EPH and 'Mitchell stars'

Rudolf,

TVF is travelling now and may not be able to respond for several days. I think I understand why Mitchel stars are stable. I'll try to put my thoughts together and post them later this evening. When he has the time Tom can verify them and/or fill in any I leave out.

LB

[Rudolf] "If bodies like planets and stars heat up in the manner described in the article and explosions of planets and nova occurs because of 'blockages' of elysium heat transfer then how can objects such as 'Mitchel stars' a.k.a. 'Black Holes' exist at all? Would they then not explode even before they actually get to form?"


Using the Meta Model as a starting point, I see two possible explanations for the stability of Mitchel stars. They are not mutually exclusive.


A) Size by itself is not enough. Nature in general is a balancing act. If a mass grows slowly enough, it has time to adust to increased heat from increased absorption of graviton energy. IOW, it has time to establish a new balance point.

Planets and stars explode when things get out of balance. The article mentions things like phase changes and natural nuclear reactors that can serve as triggers. After a triggering event heat can build up before the mass has a chance to adjust to the new conditions and - bang.

Once a mass becomes large enough to block all of the gravitons that pass close to its center, that region of the core no longer gets hit by gravitons. But that doesn't mean that all gravitons that enter the star stay in the star. Many still pass through the outer layers without ever making contact. Many others are reflected one or more times and leave in a different direction. They not only don't deposit heat in the star, they might carry some heat away.

Without a triggering event to cause an explosion it might be possible for a star to contain any finite amount of matter and still be stable. A Mitchel star could conceiveably be lightyears in diameter, with a thin shell a few hundred million kilometers thick reflecting and absorbing gravitons. Its surface gravity would change very little for any radius greater than the shell thickness.

If a triggering event did occur in something that big ...

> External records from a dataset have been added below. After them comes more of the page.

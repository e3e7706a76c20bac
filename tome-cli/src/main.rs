//! Tome CLI - Command-line interface for library file parsing

mod commands;

use anyhow::Result;
use clap::{Args, Parser, Subcommand};
use commands::ScanOptions;
use tome_core::LibraryType;
use tracing_subscriber::{layer::SubscriberExt, util::SubscriberInitExt};

/// Parse and validate jobs argument (must be at least 1)
fn parse_jobs(s: &str) -> Result<usize, String> {
    let n: usize = s.parse().map_err(|_| format!("'{}' is not a valid number", s))?;
    if n < 1 {
        Err("jobs must be at least 1".to_string())
    } else {
        Ok(n)
    }
}

#[derive(Parser)]
#[command(name = "tome")]
#[command(author, version, about, long_about = None)]
struct Cli {
    /// Verbose output
    #[arg(short, long, global = true)]
    verbose: bool,

    #[command(subcommand)]
    command: Commands,
}

/// Options shared by the commands that parse files
#[derive(Args)]
struct LibraryArgs {
    /// Library type (manga, comic, book, light_novel, image)
    #[arg(short = 't', long, env = "TOME_LIBRARY_TYPE", default_value = "manga")]
    library_type: LibraryType,

    /// Library root bounding the folder fallback
    #[arg(short = 'r', long, env = "TOME_LIBRARY_ROOT")]
    library_root: Option<String>,

    /// Ignore embedded metadata (ComicInfo.xml, OPF)
    #[arg(long, env = "TOME_NO_METADATA")]
    no_metadata: bool,
}

impl LibraryArgs {
    fn into_options(self, jobs: usize) -> ScanOptions {
        ScanOptions {
            library_type: self.library_type,
            library_root: self.library_root,
            use_metadata: !self.no_metadata,
            jobs,
        }
    }
}

#[derive(Subcommand)]
enum Commands {
    /// Parse a single library file
    Parse {
        /// Input file path
        input: String,

        #[command(flatten)]
        library: LibraryArgs,

        /// Output as JSON
        #[arg(long)]
        json: bool,
    },

    /// Parse every supported file in a directory tree
    Scan {
        /// Input directory
        input_dir: String,

        #[command(flatten)]
        library: LibraryArgs,

        /// Number of parallel jobs (must be at least 1)
        #[arg(short, long, env = "TOME_JOBS", default_value = "4", value_parser = parse_jobs)]
        jobs: usize,
    },

    /// Print the sortable form of a title
    SortTitle {
        /// Title to normalize
        title: String,
    },

    /// Validate an ISBN-10 or ISBN-13
    Isbn {
        /// Identifier to validate
        value: String,
    },
}

fn main() -> Result<()> {
    let cli = Cli::parse();

    // Initialize tracing
    let filter = if cli.verbose {
        "tome_cli=debug,tome_core=debug"
    } else {
        "tome_cli=info"
    };

    tracing_subscriber::registry()
        .with(tracing_subscriber::EnvFilter::new(filter))
        .with(tracing_subscriber::fmt::layer().with_writer(std::io::stderr))
        .init();

    match cli.command {
        Commands::Parse {
            input,
            library,
            json,
        } => commands::parse(&input, &library.into_options(1), json),

        Commands::Scan {
            input_dir,
            library,
            jobs,
        } => commands::scan(&input_dir, &library.into_options(jobs)),

        Commands::SortTitle { title } => commands::sort_title(&title),

        Commands::Isbn { value } => commands::isbn(&value),
    }
}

Hmmm, when gravitons carry heat away from electrons MM speculates that this causes electrons to have a surface gravity that is negative. For Mitchel stars I doubt that these reflected gravitons, even though hotter and faster, would be numerous enough to overpower the incomming gravitons (negative surface garvity) or even to cancel them (zero surface gravity). But they might contribute to making the gravitational mass of the star seem (and the surface gravity be) less than its inertial mass would suggest.

LB

[Rudolf] "Or are the kind of heat transfer blockages described in the article only for special cases where something else than just plain MI density is causing the blocking?"


I'm pretty sure that the MIs in Mitchel stars are the same as the MIs in planets, moons and ordinary stars.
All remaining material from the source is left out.